Il y a conservation de la quantité de mouvement (produit de la masse par la vitesse) entre la matière éjectée. La relation de Tsiolkovski s’en déduit très simplement :
∆V = Ve*Ln(M1/M2)
∆V = variation de vitesse de l’engin, M1 = masse initiale engin, M2= masse finale.
On peut également en déduire l’expression inverse :
M1/M2 = exp(∆V/Ve)
Examinons ce que l’on peut conclure de cette formule particulièrement simple.
Voyager a une masse de 800 kg. Il faudrait lui adjoindre un moteur. Avec tous les moteurs « classiques », à réaction chimique, la vitesse d’éjection est au plus de 5 km/sec. Rien que pour doubler la vitesse, soit ∆V=17 km/sec on a M1/M2 = exp(17/5) = 29,9. La masse de départ est donc alors de 30 fois la charge utile. Le lanceur Titan-Centaur avait plus de 8000 t : il faudrait passer à 24000 t pour 800 kg.
On a envisagé d’autres moyens de propulsion utilisant d’autres systèmes que chimiques. Avec eux c’est toujours le principe de la réaction qui est en jeu et la relation de Tsiolkovski qui s’applique. Leur intérêt est de permettre des vitesses d’éjection plus importante. On a annoncé des vitesses dépassant 100 km/sec. Il faut alors embarquer la matière à éjecter, une source d'énergie et une machine capable de transformer cette énergie potentielle en énergie cinétique.
Une difficulté que l’on ne voit jamais soulevée pour ces propulsions alternatives à grande vitesse d’éjection c’est que l’énergie nécessaire pour accélérer la masse éjectée est proportionnelle au carré de la vitesse d’éjection (énergie cinétique = ½ MV²). Ejecter 1 kg de matière à 50 km/sec demande 100 fois plus d’énergie qu’à 5 km/sec.
La propulsion ionique a déjà été appliquée, en utilisant l’énergie de panneaux solaires, mais pour des poussées très faibles destinées à modifier la trajectoire. Cette possibilité disparait quand on s’éloigne du soleil.
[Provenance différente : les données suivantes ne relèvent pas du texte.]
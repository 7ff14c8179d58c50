//! Deterministic, pure logic shared by the provisioning pipeline.
//!
//! Core modules must be free of I/O side effects. They operate on in-memory
//! data structures and return deterministic outputs suitable for tests.

pub mod build_machine;
pub mod overlay;
pub mod partition;
pub mod types;
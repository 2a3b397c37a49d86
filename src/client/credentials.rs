use std::fs;
use std::path::PathBuf;

use chrono::{DateTime, Utc};
use serde::{Deserialize, Serialize};

use crate::device::file_store::atomic_write;
use crate::device::IssuedKey;
use crate::error::{KeygateError, Result};

const CREDENTIAL_FILE: &str = "credentials.toml";

/// A key obtained through a completed login.
#[derive(Debug, Clone, PartialEq, Eq, Serialize, Deserialize)]
pub struct StoredCredential {
    pub key: IssuedKey,
    pub server_url: String,
    #[serde(default, skip_serializing_if = "Option::is_none")]
    pub client_name: Option<String>,
    pub obtained_at: DateTime<Utc>,
}

/// Storage abstraction for the CLI's persisted key.
pub trait CredentialStore: Send + Sync {
    fn load(&self) -> Result<Option<StoredCredential>>;
    fn save(&self, credential: &StoredCredential) -> Result<()>;
    fn clear(&self) -> Result<()>;
}

/// TOML file under the credential directory, written atomically with mode 0600.
///
/// # Example
/// ```no_run
/// use keygate::client::{CredentialStore, FileCredentialStore};
///
/// let store = FileCredentialStore::new("/tmp/keygate");
/// if let Some(credential) = store.load()? {
///     println!("logged in to {}", credential.server_url);
/// }
/// # Ok::<(), keygate::error::KeygateError>(())
/// ```
#[derive(Debug, Clone)]
pub struct FileCredentialStore {
    base_dir: PathBuf,
}

impl FileCredentialStore {
    pub fn new(base_dir: impl Into<PathBuf>) -> Self {
        Self {
            base_dir: base_dir.into(),
        }
    }

    pub fn path(&self) -> PathBuf {
        self.base_dir.join(CREDENTIAL_FILE)
    }
}

impl CredentialStore for FileCredentialStore {
    fn load(&self) -> Result<Option<StoredCredential>> {
        let raw = match fs::read_to_string(self.path()) {
            Ok(data) => data,
            Err(err) if err.kind() == std::io::ErrorKind::NotFound => return Ok(None),
            Err(err) => return Err(err.into()),
        };
        let file: CredentialFile = toml::from_str(&raw).map_err(|err| {
            KeygateError::Configuration(format!("unreadable credential file: {err}"))
        })?;
        Ok(Some(file.credential))
    }

    fn save(&self, credential: &StoredCredential) -> Result<()> {
        let file = CredentialFile {
            version: 1,
            credential: credential.clone(),
        };
        let serialized = toml::to_string(&file).map_err(|err| {
            KeygateError::Configuration(format!("cannot encode credential: {err}"))
        })?;
        atomic_write(&self.path(), serialized.as_bytes())?;
        Ok(())
    }

    fn clear(&self) -> Result<()> {
        match fs::remove_file(self.path()) {
            Ok(()) => Ok(()),
            Err(err) if err.kind() == std::io::ErrorKind::NotFound => Ok(()),
            Err(err) => Err(err.into()),
        }
    }
}

#[derive(Debug, Clone, Serialize, Deserialize)]
struct CredentialFile {
    version: u32,
    credential: StoredCredential,
}
#![allow(dead_code)]

use std::sync::{Arc, Mutex};

use chrono::{DateTime, Duration, TimeZone, Utc};
use keygate::device::{
    AuthorizationStore, Clock, DeviceAuthService, FileAuthorizationStore, MemoryAuthorizationStore,
};
use tempfile::TempDir;

/// Clock that only moves when told to.
pub struct ManualClock {
    now: Mutex<DateTime<Utc>>,
}

impl ManualClock {
    pub fn new() -> Self {
        Self {
            now: Mutex::new(Utc.with_ymd_and_hms(2025, 1, 1, 12, 0, 0).unwrap()),
        }
    }

    pub fn advance(&self, by: Duration) {
        *self.now.lock().expect("clock lock poisoned") += by;
    }

    pub fn advance_secs(&self, secs: i64) {
        self.advance(Duration::seconds(secs));
    }
}

impl Clock for ManualClock {
    fn now(&self) -> DateTime<Utc> {
        *self.now.lock().expect("clock lock poisoned")
    }
}

/// Service over an in-memory store driven by a manual clock.
pub fn memory_service() -> (Arc<ManualClock>, DeviceAuthService) {
    let clock = Arc::new(ManualClock::new());
    let store: Arc<dyn AuthorizationStore> = Arc::new(MemoryAuthorizationStore::new());
    let service = DeviceAuthService::new(store).with_clock(clock.clone());
    (clock, service)
}

/// Service over a file store in a fresh temp dir. Keep the `TempDir` alive.
pub fn file_service() -> (TempDir, Arc<ManualClock>, DeviceAuthService) {
    let dir = TempDir::new().expect("temp dir");
    let clock = Arc::new(ManualClock::new());
    let store: Arc<dyn AuthorizationStore> = Arc::new(FileAuthorizationStore::new(dir.path()));
    let service = DeviceAuthService::new(store).with_clock(clock.clone());
    (dir, clock, service)
}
Les programmes concernant l’astronautique, le retour sur la Lune, le voyage sur Mars demandent des investissements gigantesques. Ces programmes seront définis par des scientifiques et des techniciens et décidés par des politiques : pour finir c’est le contribuable qui paiera. Sans adhérer à une quelconque « théorie du complot » je pense qu’il est légitime de se demander si ceux qui influent sur les décisions ne sont pas ceux qui vont profiter de la manne des crédits d’études et d’investissements, et que, si honnêtes qu’ils soient, ils ne peuvent être complètement neutres et objectifs. En face d’eux il y a une opinion publique qui, gorgée de science-fiction, est prête à s’enthousiasmer pour de si beaux projets. Quant aux responsables politiques, ils sont généralement incompétents, ne se sentent pas concernés par des projets à si longue échéance, et par démagogie ne veulent pas aller à contre-courant de l’opinion. La presse et tous les médias ont un fond de commerce dans ces problèmes et personne ne veut jeter une douche froide en se demandant : « Est-ce bien raisonnable ? »
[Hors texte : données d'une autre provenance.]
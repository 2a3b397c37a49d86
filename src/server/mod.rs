//! HTTP/JSON surface of the device flow.
//!
//! [`router`] carries the two endpoints the CLI talks to. The approval
//! endpoints in [`approval_router`] act for an already-authenticated human
//! and must only be mounted behind the identity layer that vouches for them.

pub mod error;

pub use error::ApiError;

use std::sync::Arc;

use axum::body::Bytes;
use axum::extract::rejection::JsonRejection;
use axum::extract::{Path, State};
use axum::http::StatusCode;
use axum::response::{IntoResponse, Response};
use axum::routing::{get, post};
use axum::{Json, Router};
use serde::Serialize;
use tokio_util::sync::CancellationToken;
use tracing::info;

use crate::config::KeygateConfig;
use crate::device::{
    ApprovalView, ApproveRequest, DeviceAuthService, ErrorCode, PollOutcome, PollRequest,
    PollResponse, StartRequest,
};

#[derive(Clone)]
pub struct AppState {
    pub service: Arc<DeviceAuthService>,
}

/// Public endpoints: `POST /device/start`, `POST /device/poll`.
pub fn router(state: AppState) -> Router {
    Router::new()
        .route("/device/start", post(start))
        .route("/device/poll", post(poll))
        .with_state(state)
}

/// Approval endpoints: `GET /device/approve/{user_code}`, `POST /device/approve`.
pub fn approval_router(state: AppState) -> Router {
    Router::new()
        .route("/device/approve", post(approve))
        .route("/device/approve/{user_code}", get(lookup))
        .with_state(state)
}

/// Bind `config.bind` and serve until `shutdown` fires.
pub async fn serve(
    config: &KeygateConfig,
    service: Arc<DeviceAuthService>,
    with_approval: bool,
    shutdown: CancellationToken,
) -> crate::error::Result<()> {
    let state = AppState { service };
    let mut app = router(state.clone());
    if with_approval {
        app = app.merge(approval_router(state));
    }

    let listener = tokio::net::TcpListener::bind(config.bind).await?;
    info!(addr = %listener.local_addr()?, with_approval, "keygate listening");
    axum::serve(listener, app)
        .with_graceful_shutdown(async move { shutdown.cancelled().await })
        .await?;
    Ok(())
}

/// Store calls may hit the filesystem; keep them off the async workers.
async fn blocking<T, F>(state: &AppState, f: F) -> Result<T, ApiError>
where
    T: Send + 'static,
    F: FnOnce(&DeviceAuthService) -> Result<T, ApiError> + Send + 'static,
{
    let service = state.service.clone();
    tokio::task::spawn_blocking(move || f(&service)).await?
}

fn bad_request(rejection: JsonRejection) -> ApiError {
    tracing::debug!(error = %rejection, "rejected request body");
    ApiError::Domain(StatusCode::BAD_REQUEST, ErrorCode::InvalidRequest)
}

async fn start(State(state): State<AppState>, body: Bytes) -> Result<Response, ApiError> {
    // An empty body is an anonymous start.
    let request: StartRequest = if body.iter().all(u8::is_ascii_whitespace) {
        StartRequest::default()
    } else {
        serde_json::from_slice(&body).map_err(|err| {
            tracing::debug!(error = %err, "rejected start body");
            ApiError::Domain(StatusCode::BAD_REQUEST, ErrorCode::InvalidRequest)
        })?
    };
    let started = blocking(&state, move |svc| {
        Ok(svc.start(request.client_name.as_deref())?)
    })
    .await?;
    Ok(Json(started).into_response())
}

async fn poll(
    State(state): State<AppState>,
    body: Result<Json<PollRequest>, JsonRejection>,
) -> Result<Response, ApiError> {
    let Ok(Json(request)) = body else {
        // Malformed bodies are answered like unknown codes.
        return Ok(poll_response(PollOutcome::InvalidCode));
    };
    let outcome = blocking(&state, move |svc| Ok(svc.poll(&request.device_code)?)).await?;
    Ok(poll_response(outcome))
}

fn poll_response(outcome: PollOutcome) -> Response {
    let status = match outcome {
        PollOutcome::InvalidCode => StatusCode::BAD_REQUEST,
        _ => StatusCode::OK,
    };
    (status, Json(PollResponse::from(outcome))).into_response()
}

async fn approve(
    State(state): State<AppState>,
    body: Result<Json<ApproveRequest>, JsonRejection>,
) -> Result<Response, ApiError> {
    let Json(request) = body.map_err(bad_request)?;
    let approved = blocking(&state, move |svc| Ok(svc.approve(&request.user_code)?)).await?;
    Ok(Json(approved).into_response())
}

#[derive(Serialize)]
struct LookupBody {
    user_code: String,
    client_name: Option<String>,
    status: String,
    expires_at: chrono::DateTime<chrono::Utc>,
}

impl From<ApprovalView> for LookupBody {
    fn from(view: ApprovalView) -> Self {
        Self {
            user_code: view.user_code,
            client_name: view.client_name,
            status: view.status.to_string(),
            expires_at: view.expires_at,
        }
    }
}

async fn lookup(
    State(state): State<AppState>,
    Path(user_code): Path<String>,
) -> Result<Response, ApiError> {
    let view = blocking(&state, move |svc| Ok(svc.lookup(&user_code)?)).await?;
    match view {
        Some(view) => Ok(Json(LookupBody::from(view)).into_response()),
        None => Err(ApiError::Domain(
            StatusCode::NOT_FOUND,
            ErrorCode::UnknownUserCode,
        )),
    }
}
//! Background reclamation of stale device authorizations.
//!
//! Running the reaper never changes what `poll` or `approve` answer: it
//! applies the same CAS-guarded expiry they apply lazily, then deletes
//! terminal records once their retention grace has passed.

use std::sync::Arc;
use std::time::Duration as StdDuration;

use chrono::{DateTime, Duration, Utc};
use tokio::task::JoinHandle;
use tokio_util::sync::CancellationToken;
use tracing::{debug, error, info};

use super::clock::{Clock, SystemClock};
use super::codes::fingerprint;
use super::record::{AuthorizationStatus, Transition};
use super::store::{AuthorizationStore, CasOutcome, StoreError};

pub const DEFAULT_RETENTION_SECS: i64 = 3600;
pub const DEFAULT_REAP_INTERVAL_SECS: u64 = 60;

/// Counts from one sweep.
#[derive(Debug, Clone, Copy, Default, PartialEq, Eq)]
pub struct SweepReport {
    pub scanned: usize,
    pub expired: usize,
    pub deleted: usize,
}

pub struct ExpiryReaper {
    store: Arc<dyn AuthorizationStore>,
    clock: Arc<dyn Clock>,
    retention: Duration,
    period: StdDuration,
}

impl ExpiryReaper {
    pub fn new(store: Arc<dyn AuthorizationStore>) -> Self {
        Self {
            store,
            clock: Arc::new(SystemClock),
            retention: Duration::seconds(DEFAULT_RETENTION_SECS),
            period: StdDuration::from_secs(DEFAULT_REAP_INTERVAL_SECS),
        }
    }

    pub fn with_clock(mut self, clock: Arc<dyn Clock>) -> Self {
        self.clock = clock;
        self
    }

    pub fn with_retention(mut self, retention: Duration) -> Self {
        self.retention = retention;
        self
    }

    pub fn with_period(mut self, period: StdDuration) -> Self {
        self.period = period;
        self
    }

    /// One pass over the store at the clock's current time.
    pub fn sweep(&self) -> Result<SweepReport, StoreError> {
        self.sweep_at(self.clock.now())
    }

    pub fn sweep_at(&self, now: DateTime<Utc>) -> Result<SweepReport, StoreError> {
        let mut report = SweepReport::default();

        for record in self.store.list()? {
            report.scanned += 1;
            let mut record = record;

            let overdue = record.effective_status(now) == AuthorizationStatus::Expired;
            if record.status.is_active() && overdue {
                match self.store.compare_and_swap(
                    &record.device_code,
                    record.status,
                    Transition::Expire,
                )? {
                    CasOutcome::Swapped(updated) => {
                        report.expired += 1;
                        record = updated;
                    }
                    // Someone else moved it; judge what is there now.
                    CasOutcome::Mismatch(Some(latest)) => record = latest,
                    CasOutcome::Mismatch(None) => continue,
                }
            }

            let reclaimable = record
                .terminal_since()
                .is_some_and(|since| since + self.retention <= now);
            if reclaimable && self.store.remove(&record.device_code)? {
                debug!(
                    record = %fingerprint(&record.device_code),
                    status = %record.status,
                    "reclaimed"
                );
                report.deleted += 1;
            }
        }

        Ok(report)
    }

    /// Run sweeps every `period` until `cancel` fires.
    pub fn spawn(self, cancel: CancellationToken) -> JoinHandle<()> {
        tokio::spawn(async move {
            let mut ticker = tokio::time::interval(self.period);
            ticker.set_missed_tick_behavior(tokio::time::MissedTickBehavior::Delay);
            info!(period_secs = self.period.as_secs(), "expiry reaper started");
            loop {
                tokio::select! {
                    _ = cancel.cancelled() => break,
                    _ = ticker.tick() => {}
                }
                let reaper = self.clone_handle();
                let result = tokio::task::spawn_blocking(move || reaper.sweep()).await;
                match result {
                    Ok(Ok(report)) if report.expired > 0 || report.deleted > 0 => {
                        info!(
                            scanned = report.scanned,
                            expired = report.expired,
                            deleted = report.deleted,
                            "expiry sweep finished"
                        );
                    }
                    Ok(Ok(_)) => {}
                    Ok(Err(e)) => error!(error = %e, "expiry sweep failed"),
                    Err(e) => error!(error = %e, "expiry sweep panicked"),
                }
            }
            info!("expiry reaper stopped");
        })
    }

    /// Cancel a spawned reaper and wait for it. Returns whether it exited cleanly.
    pub async fn stop(cancel: &CancellationToken, handle: JoinHandle<()>) -> bool {
        cancel.cancel();
        match handle.await {
            Ok(()) => true,
            Err(e) => {
                error!(error = %e, "expiry reaper task failed");
                false
            }
        }
    }

    fn clone_handle(&self) -> Self {
        Self {
            store: self.store.clone(),
            clock: self.clock.clone(),
            retention: self.retention,
            period: self.period,
        }
    }
}

#[cfg(test)]
mod tests {
    use super::*;
    use crate::device::record::DeviceAuthorization;
    use crate::device::store::MemoryAuthorizationStore;
    use crate::device::IssuedKey;

    fn insert(
        store: &MemoryAuthorizationStore,
        device_code: &str,
        user_code: &str,
        expires_at: DateTime<Utc>,
    ) {
        store
            .insert(&DeviceAuthorization {
                device_code: device_code.to_string(),
                user_code: user_code.to_string(),
                client_name: None,
                status: AuthorizationStatus::Pending,
                issued_key: None,
                created_at: expires_at - Duration::seconds(600),
                expires_at,
                interval_secs: 2,
                approved_at: None,
                consumed_at: None,
            })
            .unwrap();
    }

    #[test]
    fn sweep_expires_then_deletes_after_grace() {
        let store = Arc::new(MemoryAuthorizationStore::new());
        let t0 = Utc::now();
        insert(&store, "dc-old", "BCDFGHJK", t0);
        insert(&store, "dc-new", "LMNPQRST", t0 + Duration::seconds(600));
        let reaper = ExpiryReaper::new(store.clone()).with_retention(Duration::seconds(60));

        let report = reaper.sweep_at(t0 + Duration::seconds(1)).unwrap();
        assert_eq!(
            report,
            SweepReport {
                scanned: 2,
                expired: 1,
                deleted: 0
            }
        );
        assert_eq!(
            store.get("dc-old").unwrap().unwrap().status,
            AuthorizationStatus::Expired
        );

        let report = reaper.sweep_at(t0 + Duration::seconds(61)).unwrap();
        assert_eq!(report.deleted, 1);
        assert!(store.get("dc-old").unwrap().is_none());
        assert!(store.get("dc-new").unwrap().is_some());
    }

    #[test]
    fn consumed_records_are_kept_for_the_grace_period() {
        let store = Arc::new(MemoryAuthorizationStore::new());
        let t0 = Utc::now();
        insert(&store, "dc-1", "BCDFGHJK", t0 + Duration::seconds(600));
        store
            .compare_and_swap(
                "dc-1",
                AuthorizationStatus::Pending,
                Transition::Approve {
                    key: IssuedKey::new("kg-1"),
                    at: t0,
                },
            )
            .unwrap();
        store
            .compare_and_swap(
                "dc-1",
                AuthorizationStatus::Approved,
                Transition::Consume { at: t0 },
            )
            .unwrap();

        let reaper = ExpiryReaper::new(store.clone()).with_retention(Duration::seconds(60));
        // consumed records are never flipped to expired
        let report = reaper.sweep_at(t0 + Duration::seconds(30)).unwrap();
        assert_eq!(report.expired, 0);
        assert_eq!(report.deleted, 0);
        assert_eq!(
            store.get("dc-1").unwrap().unwrap().status,
            AuthorizationStatus::Consumed
        );

        let report = reaper.sweep_at(t0 + Duration::seconds(60)).unwrap();
        assert_eq!(report.deleted, 1);
    }

    #[test]
    fn sweeping_twice_is_idempotent() {
        let store = Arc::new(MemoryAuthorizationStore::new());
        let t0 = Utc::now();
        insert(&store, "dc-1", "BCDFGHJK", t0);
        let reaper = ExpiryReaper::new(store.clone());
        let first = reaper.sweep_at(t0).unwrap();
        let second = reaper.sweep_at(t0).unwrap();
        assert_eq!(first.expired, 1);
        assert_eq!(second.expired, 0);
        assert_eq!(second.deleted, 0);
    }

    #[tokio::test]
    async fn spawned_reaper_stops_on_cancel() {
        let store = Arc::new(MemoryAuthorizationStore::new());
        insert(&store, "dc-1", "BCDFGHJK", Utc::now() - Duration::seconds(1));
        let cancel = CancellationToken::new();
        let handle = ExpiryReaper::new(store.clone())
            .with_period(StdDuration::from_secs(1))
            .spawn(cancel.clone());

        // First tick fires immediately.
        for _ in 0..50 {
            if store.get("dc-1").unwrap().unwrap().status == AuthorizationStatus::Expired {
                break;
            }
            tokio::time::sleep(StdDuration::from_millis(100)).await;
        }
        assert_eq!(
            store.get("dc-1").unwrap().unwrap().status,
            AuthorizationStatus::Expired
        );

        assert!(ExpiryReaper::stop(&cancel, handle).await);
    }

    #[tokio::test]
    async fn aborted_reaper_reports_unclean_exit() {
        let store = Arc::new(MemoryAuthorizationStore::new());
        let cancel = CancellationToken::new();
        let handle = ExpiryReaper::new(store)
            .with_period(StdDuration::from_secs(3600))
            .spawn(cancel.child_token());
        handle.abort();
        assert!(!ExpiryReaper::stop(&cancel, handle).await);
    }

    #[test]
    fn sweep_reclaims_files_from_the_file_store() {
        use crate::device::file_store::FileAuthorizationStore;

        let dir = tempfile::TempDir::new().unwrap();
        let store = Arc::new(FileAuthorizationStore::new(dir.path()));
        let t0 = Utc::now();
        store
            .insert(&DeviceAuthorization {
                device_code: "dc-file".to_string(),
                user_code: "BCDFGHJK".to_string(),
                client_name: None,
                status: AuthorizationStatus::Pending,
                issued_key: None,
                created_at: t0 - Duration::seconds(600),
                expires_at: t0,
                interval_secs: 2,
                approved_at: None,
                consumed_at: None,
            })
            .unwrap();
        let reaper = ExpiryReaper::new(store.clone()).with_retention(Duration::seconds(60));

        let report = reaper.sweep_at(t0 + Duration::seconds(1)).unwrap();
        assert_eq!(report.expired, 1);
        assert_eq!(report.deleted, 0);

        let report = reaper.sweep_at(t0 + Duration::seconds(60)).unwrap();
        assert_eq!(report.deleted, 1);
        assert!(store.get("dc-file").unwrap().is_none());
        let leftover = std::fs::read_dir(dir.path())
            .unwrap()
            .filter(|entry| {
                entry.as_ref().unwrap().path().extension().and_then(|e| e.to_str())
                    == Some("toml")
            })
            .count();
        assert_eq!(leftover, 0);
    }
}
Je pense qu’il est du devoir du citoyen responsable d’essayer de se faire une opinion et pour cela de faire l’effort de s’informer. Ces problèmes peuvent sembler extrêmement complexes et ils le sont. Or les lois physiques qui interviennent sont très simples ; elles sont incontestables car connues depuis le XVIIIe siècle, elles ont été vérifiées par tout ce qui a été réalisé jusqu’à ce jour. Avec une feuille de papier et un crayon le moindre bachelier peut se rendre compte de ce qui est possible et de ce qui est définitivement inaccessible.